Carte postale Souain (1)

Évacué vers l’arrière, le sous-lieutenant Prenez est en traitement du 19 septembre au 17 octobre 1914, après quoi il est renvoyé sur le dépôt d’Épinal.

Le 20 novembre, Gaston Prenez retrouve son ancienne unité  en Belgique. Il reçoit le commandement d’une section de la 8e compagnie.

Fin décembre, son régiment rejoint le territoire français. Il prend position dans un secteur de l’Artois.

Le 3 mars 1915, c’est la troisième blessure. Les Allemands viennent de lancer une virulente attaque-surprise dans le secteur de Notre-Dame-de-Lorette. Une balle traverse la chaussure gauche du sous-lieutenant Prenez .Ne voulant pas laisser son capitaine seul, il continue de se battre malgré la douleur. Une fois l’attaque ennemie contenue, il accepte de se faire évacuer au poste de secours.

Carte du 149e R

Durant sa convalescence, le 2 juillet 1915, le sous-lieutenant Prenez est nommé à titre définitif dans son grade d’officier avec une ancienneté fixée au 3 novembre 1914.

Il retourne dans la zone des armées le 24 août 1915 prendre la tête de la 11e compagnie du 149e R.I..

Le 3 septembre 1915, il peut coudre ses galons de lieutenant sur sa vareuse.

Le 25 septembre, le 149e R.I., toujours positionné en Artois, est engagé dans une vaste offensive dans le secteur de Noulette. Le lendemain, le lieutenant Prenez est une nouvelle fois blessé. Une balle lui perfore la main droite. Il est soigné à Creil avant d’être redirigé sur son régiment après huit jours de permission passés à Fesches-le-Châtel, son village natal.

Gaston Prenez rejoint la zone des armées le 12 novembre 1915, pour exercer à nouveau son autorité sur les hommes de la 11e compagnie. Il constate des changements importants dans sa compagnie. Beaucoup de « têtes nouvelles » sont arrivées depuis son départ. Les combats de la fin septembre ont été particulièrement dévastateurs dans les rangs du régiment.

Le 12 février 1916, il prend le commandement de la 2e compagnie de mitrailleuses du 149e R.I., en pleine restructuration. En peu de temps, il fait de sa troupe un outil de combat remarquable.

Le 8 mars 1916, le lieutenant Prenez est blessé dans le secteur de Verdun au moment où il conduit ses hommes au feu. Grièvement blessé par un éclat d’obus à la jambe droite, il est, pour la 5e fois, envoyé vers l’arrière.
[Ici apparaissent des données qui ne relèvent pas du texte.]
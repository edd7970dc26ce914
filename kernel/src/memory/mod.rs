//! Memory management subsystem.
//!
//! This module provides the simulated main memory of the machine.
//!
//! # Components
//!
//! - **MemoryMap**: Fixed-size cell array with first-fit contiguous allocation
//! - **MemoryRegion**: Run-length view of the map for reporting

pub mod first_fit;

pub use first_fit::{MemoryMap, MemoryRegion, MemoryStats};
//! Process Management
//!
//! This module provides the process control block, its lifecycle states
//! and the bounded process table with save/restore support.

pub mod table;

pub use table::{Process, ProcessId, ProcessState, ProcessTable, ProcessUpdate, Tick};

/// The sample workload shipped with the simulator.
///
/// Four processes arriving one tick apart with mixed bursts, priorities and
/// memory demands: `(pid, arrival, burst, priority, memory)`.
pub fn demo_workload() -> [Process; 4] {
    [
        Process::new(ProcessId(1), 0, 8, 2, 200),
        Process::new(ProcessId(2), 1, 4, 3, 200),
        Process::new(ProcessId(3), 2, 9, 1, 300),
        Process::new(ProcessId(4), 3, 5, 2, 100),
    ]
}
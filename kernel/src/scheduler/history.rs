//! Execution history (Gantt chart data).

use serde::Serialize;

use crate::error::{Resource, Result, SimError};
use crate::process::{ProcessId, Tick};

/// One contiguous stretch of CPU time given to a process.
#[derive(Debug, Clone, Copy, PartialEq, Eq, Serialize)]
pub struct GanttSegment {
    pub pid: ProcessId,
    pub start: Tick,
    pub end: Tick,
}

impl GanttSegment {
    /// Length of the segment in ticks.
    pub fn len(&self) -> Tick {
        self.end - self.start
    }

    pub fn is_empty(&self) -> bool {
        self.start == self.end
    }
}

/// Append-only log of the segments executed during one run.
///
/// Segments are kept in execution order.
pub struct ExecutionHistory {
    segments: Vec<GanttSegment>,
    capacity: usize,
}

impl ExecutionHistory {
    pub fn new(capacity: usize) -> Self {
        Self {
            segments: Vec::new(),
            capacity,
        }
    }

    /// Append a segment, failing once `capacity` segments are recorded.
    pub(crate) fn push(&mut self, segment: GanttSegment) -> Result<()> {
        if self.segments.len() >= self.capacity {
            return Err(SimError::CapacityExceeded {
                resource: Resource::ExecutionHistory,
                limit: self.capacity,
            });
        }
        self.segments.push(segment);
        Ok(())
    }

    pub(crate) fn clear(&mut self) {
        self.segments.clear();
    }

    /// Iterate over segments in the order they were executed.
    pub fn iter(&self) -> impl Iterator<Item = &GanttSegment> + '_ {
        self.segments.iter()
    }

    pub fn len(&self) -> usize {
        self.segments.len()
    }

    pub fn is_empty(&self) -> bool {
        self.segments.is_empty()
    }

    pub fn capacity(&self) -> usize {
        self.capacity
    }
}

impl<'a> IntoIterator for &'a ExecutionHistory {
    type Item = &'a GanttSegment;
    type IntoIter = core::slice::Iter<'a, GanttSegment>;

    fn into_iter(self) -> Self::IntoIter {
        self.segments.iter()
    }
}

#[cfg(test)]
mod tests {
    use super::*;

    fn segment(pid: u32, start: Tick, end: Tick) -> GanttSegment {
        GanttSegment {
            pid: ProcessId(pid),
            start,
            end,
        }
    }

    #[test]
    fn test_keeps_insertion_order() {
        let mut history = ExecutionHistory::new(8);
        history.push(segment(2, 4, 6)).unwrap();
        history.push(segment(1, 0, 4)).unwrap();

        let pids: Vec<u32> = history.iter().map(|s| s.pid.0).collect();
        assert_eq!(pids, vec![2, 1]);
    }

    #[test]
    fn test_capacity_bound() {
        let mut history = ExecutionHistory::new(2);
        history.push(segment(1, 0, 1)).unwrap();
        history.push(segment(1, 1, 2)).unwrap();

        let err = history.push(segment(1, 2, 3)).unwrap_err();
        assert_eq!(
            err,
            SimError::CapacityExceeded {
                resource: Resource::ExecutionHistory,
                limit: 2
            }
        );
        assert_eq!(history.len(), 2);
    }

    #[test]
    fn test_clear() {
        let mut history = ExecutionHistory::new(2);
        history.push(segment(1, 0, 3)).unwrap();
        history.clear();
        assert!(history.is_empty());
    }
}
//! 患者到达模拟
//!
//! 按随机间隔生成患者，并通过与人工登记相同的流程提交。

use crate::engine::TriageEngine;
use rand::{rngs::StdRng, Rng, SeedableRng};
use std::sync::Arc;
use std::time::Duration;
use tokio_util::sync::CancellationToken;
use triage_core::PatientInput;

const NAMES: [&str; 5] = ["Bob", "Carol", "Dave", "Eve", "Frank"];

const PRESENTATIONS: [&str; 9] = [
    "chest pain",
    "shortness of breath",
    "head injury",
    "fever",
    "persistent cough",
    "abdominal pain",
    "sprained ankle",
    "minor laceration",
    "mild headache",
];

/// 到达模拟配置
#[derive(Debug, Clone)]
pub struct ArrivalConfig {
    pub min_interval: Duration,
    pub max_interval: Duration,
    /// 治疗时长下限（分钟，含）
    pub min_treatment_minutes: u32,
    /// 治疗时长上限（分钟，含）
    pub max_treatment_minutes: u32,
    /// 固定种子，便于复现
    pub seed: Option<u64>,
}

impl Default for ArrivalConfig {
    fn default() -> Self {
        Self {
            min_interval: Duration::from_secs(60),
            max_interval: Duration::from_secs(120),
            min_treatment_minutes: 20,
            max_treatment_minutes: 39,
            seed: None,
        }
    }
}

/// 到达模拟器
#[derive(Debug)]
pub struct ArrivalSimulator {
    config: ArrivalConfig,
    rng: StdRng,
    generated: u64,
}

impl ArrivalSimulator {
    pub fn new(config: ArrivalConfig) -> Self {
        let rng = match config.seed {
            Some(seed) => StdRng::seed_from_u64(seed),
            None => StdRng::from_entropy(),
        };
        Self {
            config,
            rng,
            generated: 0,
        }
    }

    /// 生成一位模拟患者（不带ID和严重程度）
    pub fn next_patient(&mut self) -> PatientInput {
        let name = NAMES[self.rng.gen_range(0..NAMES.len())];

        let first = self.rng.gen_range(0..PRESENTATIONS.len());
        let symptoms = if self.rng.gen_bool(0.3) {
            let second = self.rng.gen_range(0..PRESENTATIONS.len());
            if second == first {
                PRESENTATIONS[first].to_string()
            } else {
                format!("{}, {}", PRESENTATIONS[first], PRESENTATIONS[second])
            }
        } else {
            PRESENTATIONS[first].to_string()
        };

        let low = self.config.min_treatment_minutes.max(1);
        let high = self.config.max_treatment_minutes.max(low);
        let treatment_duration = self.rng.gen_range(low..=high);

        self.generated += 1;
        PatientInput::new(name, symptoms, treatment_duration)
    }

    /// 下一次到达前的等待时间
    pub fn next_delay(&mut self) -> Duration {
        let low = self.config.min_interval;
        let high = self.config.max_interval.max(low);
        if low == high {
            return low;
        }
        self.rng.gen_range(low..=high)
    }

    pub fn generated(&self) -> u64 {
        self.generated
    }

    /// 持续生成到达患者，直到收到关闭信号
    pub async fn run(mut self, engine: Arc<TriageEngine>, shutdown: CancellationToken) {
        tracing::info!(
            "Starting arrival simulation every {:?}..{:?}",
            self.config.min_interval,
            self.config.max_interval
        );

        loop {
            let delay = self.next_delay();
            tokio::select! {
                _ = shutdown.cancelled() => {
                    tracing::info!("Arrival simulation stopped after {} arrivals", self.generated);
                    break;
                }
                _ = tokio::time::sleep(delay) => {}
            }

            let input = self.next_patient();
            match engine.admit_patient(input).await {
                Ok(patient) => {
                    tracing::info!("Simulated arrival {} ({})", patient.id, patient.name);
                }
                Err(e) => {
                    tracing::warn!("Simulated arrival dropped: {}", e);
                }
            }
        }
    }
}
Le 11 mars, Gaston entre à l’hôpital temporaire n° 53 de Vichy.

Carte_journees_des_7__8_et_9_mars_1916

Sa convalescence, qu’il passe à Chantraine, une petite commune vosgienne, débute le 25 mai 1916. Elle dure 2 mois. Il retourne dans la zone des armées le 13 août 1916.

Le lieutenant Prenez, titularisé à titre définitif dans son grade le 24 juin 1916, est nommé capitaine le 7 octobre.

Son régiment est engagé dans la bataille de la Somme depuis le début du mois de septembre.

Gaston Prenez reprend le commandement d’une compagnie de mitrailleuses du 149e R.I.. Cette fois-ci, c’est aux hommes de la 3e compagnie qu’il va donner ses ordres.

Le 2 janvier 1917, le lieutenant-colonel Pineau écrit dans son relevé de notes :

« A repris en septembre 1916, le commandement d’une compagnie de mitrailleuses, s’est montré très brillant commandant aussi bien dans l’emploi au feu qu’a l’instruction. Officier hors ligne. »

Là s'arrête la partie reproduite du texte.